Kılıçdaroğlu artırdığı oyları nasıl düşürdü?
Referandum gecesi TRT'de yorum yaparken, Kemal Kılıçdaroğlu için "Bence başarılı" dedim ama sürekli yerinden çıkan kulaklığımla boğuşmaktan, ne demek istediğimi anlatamadım.
Şöyle... Kılıçdaroğlu, liderler piyasasında kendine yer açmak için referandumu fırsat bildi.
Ve o kadim numarayı uyguladı:
Mahallenin dayılığına oynayan yeni aktör, kıdemli dayıya mutlaka bir yumruk çakmalıdır.
Kılıçdaroğlu da Başbakan Erdoğan'a sağlı sollu girişti. Hatta bunun için siyasi ahlakı bile göz ardı etti. Yöntemi etik dışı olsa da Kılıçdaroğlu, belli bir yer edindi...
***
Başarı derken kastettiğim işte buydu.
Ama işin içinde koca bir başarısızlık var!
Şöyle... Tarhan Erdem dün açıkladı. Kılıçdaroğlu, Aydın Doğan medyasının verdiği gazı da arkasına alarak, CHP'nin oyunu, 21-23 bandından 29 puana çıkarmıştı. (Haziran araştırması).
Deniz Baykal'a kızdığı için partiden uzaklaşanlar, yeni parti arayışına giren Aleviler ve yüzergezer seçmenin bir kısmı CHP'ye yönelmişti...
Ancak Tayyip Erdoğan'a vurarak kendine yer açma telaşındaki Kılıçdaroğlu; meydanlara bir stratejisi olmadan çıktı.
Konuşmalarının belkemiği yoktu:
Kayısıdan söz etti... Havuzlu villa tartışmasını açtı... Genel aftan bahsetti... Evetçi sanatçılara vurdu... Rakibi hakkında envai çeşit yalan söyledi, vs. vs.
Ancak Erdoğan'a çakmanın yetersizliğini, belli bir kampanya stratejisine sahip olması gerektiğini kavrayamadı.
Sonuç: Yüzde 29'a çıkan CHP oyları, Konda'nın araştırmasına göre, son düzlüğe girildiğinde yüzde 24'e düştü.
Buna karşılık Erdoğan'ın, "Anayasa değişikliğinin anlamı" ve "AKP'nin hizmetleri" gibi temel konulara odaklanmasıyla Evet oyları giderek arttı.
Not: Tabii asıl önemlisi, CHP+MHP koalisyonu planlayan kesimlerin Kılıçdaroğlu'nu nasıl gördüğü.
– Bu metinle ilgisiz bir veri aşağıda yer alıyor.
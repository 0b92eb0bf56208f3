//! HTTP client for the Kite login and API hosts.

use std::time::Duration;

use reqwest::header::{AUTHORIZATION, HeaderMap, HeaderValue, LOCATION};
use reqwest::{Method, StatusCode};
use serde::Deserialize;
use serde::de::DeserializeOwned;
use serde_json::Value;
use tracing::{debug, instrument, trace};

use kiteauth_core::{Error, ProtocolError, RequestMethod, Result, TransportError};

use crate::endpoints::{Envelope, KITE_VERSION, KiteEndpoints};

/// Default request timeout applied to every call.
pub const DEFAULT_TIMEOUT: Duration = Duration::from_secs(30);

const X_KITE_VERSION: &str = "X-Kite-Version";

/// Map a reqwest failure onto the transport taxonomy.
pub(crate) fn transport(err: reqwest::Error) -> Error {
    let message = err.to_string();
    let err = if err.is_timeout() {
        TransportError::Timeout { message }
    } else if err.is_connect() {
        TransportError::Connection { message }
    } else if err.is_decode() {
        TransportError::Decode { message }
    } else {
        TransportError::Http { message }
    };
    Error::Transport(err)
}

fn decode(message: impl Into<String>) -> Error {
    Error::Transport(TransportError::Decode {
        message: message.into(),
    })
}

/// Error body fields; everything else in the envelope is ignored.
#[derive(Debug, Default, Deserialize)]
struct ErrorBody {
    message: Option<String>,
    error_type: Option<String>,
}

/// A response that was not followed: either a redirect or a final answer.
#[derive(Debug)]
pub(crate) struct RawResponse {
    pub status: StatusCode,
    pub location: Option<String>,
}

/// Thin wrapper over a cookie-keeping reqwest client.
///
/// Redirects are never followed automatically; the authorize step needs to
/// see each `Location` header itself.
#[derive(Debug, Clone)]
pub struct KiteClient {
    client: reqwest::Client,
    endpoints: KiteEndpoints,
}

impl KiteClient {
    /// Create a client for the given endpoints.
    pub fn new(endpoints: KiteEndpoints) -> Result<Self> {
        Self::with_timeout(endpoints, DEFAULT_TIMEOUT)
    }

    /// Create a client with a custom request timeout.
    pub fn with_timeout(endpoints: KiteEndpoints, timeout: Duration) -> Result<Self> {
        let client = reqwest::Client::builder()
            .user_agent(concat!("kiteauth/", env!("CARGO_PKG_VERSION")))
            .cookie_store(true)
            .redirect(reqwest::redirect::Policy::none())
            .timeout(timeout)
            .build()
            .map_err(transport)?;

        Ok(Self { client, endpoints })
    }

    /// Returns the configured endpoints.
    pub fn endpoints(&self) -> &KiteEndpoints {
        &self.endpoints
    }

    /// POST a form and unwrap `data` from the success envelope.
    #[instrument(skip(self, form))]
    pub(crate) async fn post_form<T: DeserializeOwned>(
        &self,
        url: &str,
        form: &[(&str, &str)],
    ) -> Result<Envelope<T>> {
        debug!("POST form");
        let response = self
            .client
            .post(url)
            .header(X_KITE_VERSION, KITE_VERSION)
            .form(form)
            .send()
            .await
            .map_err(transport)?;

        read_envelope(response).await
    }

    /// GET without following redirects.
    #[instrument(skip(self))]
    pub(crate) async fn get_raw(&self, url: &str) -> Result<RawResponse> {
        let response = self
            .client
            .get(url)
            .header(X_KITE_VERSION, KITE_VERSION)
            .send()
            .await
            .map_err(transport)?;

        let status = response.status();
        let location = response
            .headers()
            .get(LOCATION)
            .and_then(|v| v.to_str().ok())
            .map(str::to_string);
        trace!(%status, ?location, "raw response");

        if status.is_success() || status.is_redirection() {
            Ok(RawResponse { status, location })
        } else {
            Err(Error::Protocol(parse_error_response(response).await))
        }
    }

    /// Send an authenticated request to the API host.
    ///
    /// `data` must be a JSON object when present. It is sent as query
    /// parameters for GET and DELETE and as a form body otherwise.
    #[instrument(skip(self, auth, data))]
    pub(crate) async fn send_authed(
        &self,
        method: RequestMethod,
        endpoint: &str,
        auth: &str,
        data: Option<&Value>,
    ) -> Result<Value> {
        let url = self.endpoints.api_url(endpoint);
        let params = data.map(form_pairs).transpose()?.unwrap_or_default();
        debug!(%method, %url, "Authenticated request");

        let mut builder = self
            .client
            .request(http_method(method), &url)
            .headers(auth_headers(auth)?);
        if !params.is_empty() {
            builder = match method {
                RequestMethod::Get | RequestMethod::Delete => builder.query(&params),
                RequestMethod::Post | RequestMethod::Put => builder.form(&params),
            };
        }

        let response = builder.send().await.map_err(transport)?;
        read_payload(response).await
    }
}

fn http_method(method: RequestMethod) -> Method {
    match method {
        RequestMethod::Get => Method::GET,
        RequestMethod::Post => Method::POST,
        RequestMethod::Put => Method::PUT,
        RequestMethod::Delete => Method::DELETE,
    }
}

/// Build the `Authorization: token api_key:access_token` header set.
fn auth_headers(auth: &str) -> Result<HeaderMap> {
    let mut value = HeaderValue::from_str(&format!("token {}", auth)).map_err(|_| {
        Error::Transport(TransportError::Http {
            message: "authorization header contains invalid characters".to_string(),
        })
    })?;
    value.set_sensitive(true);

    let mut headers = HeaderMap::new();
    headers.insert(AUTHORIZATION, value);
    headers.insert(X_KITE_VERSION, HeaderValue::from_static(KITE_VERSION));
    Ok(headers)
}

/// Flatten a JSON object into string pairs for a query or form body.
fn form_pairs(data: &Value) -> Result<Vec<(String, String)>> {
    let object = data
        .as_object()
        .ok_or_else(|| Error::invalid_request("request data must be a JSON object"))?;

    Ok(object
        .iter()
        .filter(|(_, v)| !v.is_null())
        .map(|(k, v)| {
            let v = match v {
                Value::String(s) => s.clone(),
                other => other.to_string(),
            };
            (k.clone(), v)
        })
        .collect())
}

/// Decode a success envelope or turn an error response into a
/// [`ProtocolError`].
pub(crate) async fn read_envelope<T: DeserializeOwned>(
    response: reqwest::Response,
) -> Result<Envelope<T>> {
    let status = response.status();
    trace!(%status, "Kite response");

    if !status.is_success() {
        return Err(Error::Protocol(parse_error_response(response).await));
    }

    let body = response.bytes().await.map_err(transport)?;
    let envelope: Envelope<T> =
        serde_json::from_slice(&body).map_err(|e| decode(format!("invalid response body: {}", e)))?;

    if envelope.status.as_deref() == Some("error") {
        return Err(Error::Protocol(ProtocolError::new(
            status.as_u16(),
            envelope.error_type,
            envelope.message,
        )));
    }

    Ok(envelope)
}

/// Like [`read_envelope`], but for arbitrary payloads: returns `data` when
/// the body is a Kite envelope and the whole body otherwise.
async fn read_payload(response: reqwest::Response) -> Result<Value> {
    let status = response.status();
    trace!(%status, "Kite response");

    if !status.is_success() {
        return Err(Error::Protocol(parse_error_response(response).await));
    }

    let body = response.bytes().await.map_err(transport)?;
    if body.iter().all(u8::is_ascii_whitespace) {
        return Ok(Value::Null);
    }
    let value: Value =
        serde_json::from_slice(&body).map_err(|e| decode(format!("invalid response body: {}", e)))?;

    unwrap_payload(status, value)
}

fn unwrap_payload(status: StatusCode, mut value: Value) -> Result<Value> {
    let Some(object) = value.as_object_mut() else {
        return Ok(value);
    };

    match object.get("status").and_then(Value::as_str) {
        Some("error") => {
            let body: ErrorBody = serde_json::from_value(value).unwrap_or_default();
            Err(Error::Protocol(ProtocolError::new(
                status.as_u16(),
                body.error_type,
                body.message,
            )))
        }
        Some(_) => Ok(object.remove("data").unwrap_or(Value::Null)),
        None => Ok(value),
    }
}

/// Parse a Kite error body, tolerating non-JSON responses.
pub(crate) async fn parse_error_response(response: reqwest::Response) -> ProtocolError {
    let status = response.status().as_u16();

    match response.json::<ErrorBody>().await {
        Ok(body) => ProtocolError::new(status, body.error_type, body.message),
        Err(_) => ProtocolError::new(status, None, None),
    }
}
Konda'nın anketini sansürlediklerine göre henüz karar verememişler...
Hayrola Adil Gür?
Araştırmacı Adil Gür, 26 Temmuz'da Evet ile Hayır arasında çok az fark (2-3 puan) olduğunu söyledi. (Milliyet)
6 Eylül günü de iddiasını tekrarladı. (Taraf) Bu sözleri not ettim ve "13 Eylül günü görüşürüz" diye mırıldandım.
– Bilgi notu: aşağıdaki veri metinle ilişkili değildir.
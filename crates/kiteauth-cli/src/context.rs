//! Builds the session manager and store from CLI options.

use std::path::PathBuf;
use std::sync::Arc;

use anyhow::{Context, Result};
use directories::ProjectDirs;
use url::Url;

use kiteauth_core::{Credentials, Totp};
use kiteauth_file::FileStore;
use kiteauth_http::{KiteAuthenticator, KiteEndpoints, KiteSessionManager};

use crate::cli::GlobalArgs;

const CREDENTIAL_HELP: &str =
    "set API_KEY, API_SECRET, USER_ID, PASSWORD and TOTP_SECRET (or a .env file)";

/// Resolve the session directory: explicit option first, then the
/// platform data directory.
pub fn session_dir(global: &GlobalArgs) -> Result<PathBuf> {
    if let Some(dir) = &global.session_dir {
        return Ok(dir.clone());
    }

    let dirs =
        ProjectDirs::from("", "", "kiteauth").context("Could not determine data directory")?;
    Ok(dirs.data_dir().join("sessions"))
}

/// Open the session store.
pub fn store(global: &GlobalArgs) -> Result<FileStore> {
    Ok(FileStore::new(session_dir(global)?))
}

/// Read one credential variable, honoring the configured prefix.
pub fn env_var(global: &GlobalArgs, name: &str) -> Option<String> {
    std::env::var(format!("{}{}", global.env_prefix, name))
        .ok()
        .filter(|v| !v.trim().is_empty())
}

/// Load and validate credentials from the environment.
pub fn credentials(global: &GlobalArgs) -> Result<Credentials> {
    Credentials::from_env_prefixed(&global.env_prefix)
        .with_context(|| format!("Invalid credentials; {}", CREDENTIAL_HELP))
}

/// Load only the TOTP seed.
pub fn totp(global: &GlobalArgs) -> Result<Totp> {
    let secret = env_var(global, "TOTP_SECRET").unwrap_or_default();
    Totp::new(&secret).context("Invalid TOTP_SECRET")
}

/// Parse the configured broker base URLs.
pub fn endpoints(global: &GlobalArgs) -> Result<KiteEndpoints> {
    let login = Url::parse(&global.login_url).context("Invalid --login-url")?;
    let api = Url::parse(&global.api_url).context("Invalid --api-url")?;
    Ok(KiteEndpoints::new(login, api))
}

/// Build the authenticator backed by the file store.
pub fn authenticator(global: &GlobalArgs) -> Result<KiteAuthenticator> {
    let credentials = credentials(global)?;
    let endpoints = endpoints(global)?;
    let store = Arc::new(store(global)?);

    KiteAuthenticator::new(credentials, endpoints, store).context("Failed to build HTTP client")
}

/// Build the session manager backed by the file store.
pub fn manager(global: &GlobalArgs) -> Result<KiteSessionManager> {
    Ok(authenticator(global)?.into_manager())
}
Çünkü Adil Gür'e epeydir mim koymuştum: Bir yıla yakındır, araştırma sonuçlarını AKP aleyhine yorumluyordu.
Dikkat: 'Yalan söylüyordu' demiyorum, bardağın dolu tarafını es geçip, boş tarafına bakıyordu.
Adil Gür'deki bu yanlış eğilimin bir noktada patlaması gerekiyordu. Referandumda berhava oldu.
Tarhan Erdem, belki de 2007 seçim sonuçlarını tutturmanın rehavetiyle, 2009 yerel seçimlerinde başarısız oldu. Bunun üzerine dersine sıkı çalıştı ve 2010 referandumunu bildi.
Adil Gür zeki bir insan... Ben 2011 seçimlerinde kendini toparlayacağını umuyorum.
(Not: Acaba ne oldu da o yanlış eğilime girdi? Soruyorum çünkü kulağımıza inanılması güç dedikodular geliyor.)
En ucuz anket
Referandumda Hayır çıkma olasılığı karşısında telaşlananlara "merak etmeyin, evet çıkacak" diyordum ama dayandığım iki gerekçe de kimseyi inandırmıyordu:
1) Sonar adlı araştırma şirketinin Hayır oylarını bir iki puan önde göstermesi. Sonar öyle diyorsa tersi doğrudur!
2) Binada çay servisi yapan Turan Ekşi adlı bir arkadaşımız var. 20 gün önce gelip şöyle dedi: "Akrabalar arasında seçim öncesi tahmin yarışı yaparız, ben hep bilirim... Yüzde 57 ile 61 arasında bir oranda Evet çıkacak."
Biliyorsunuz, yasak kalktığında oran yüzde 61 Evet idi. Sonra düştü. Yüzde 58'de durdu.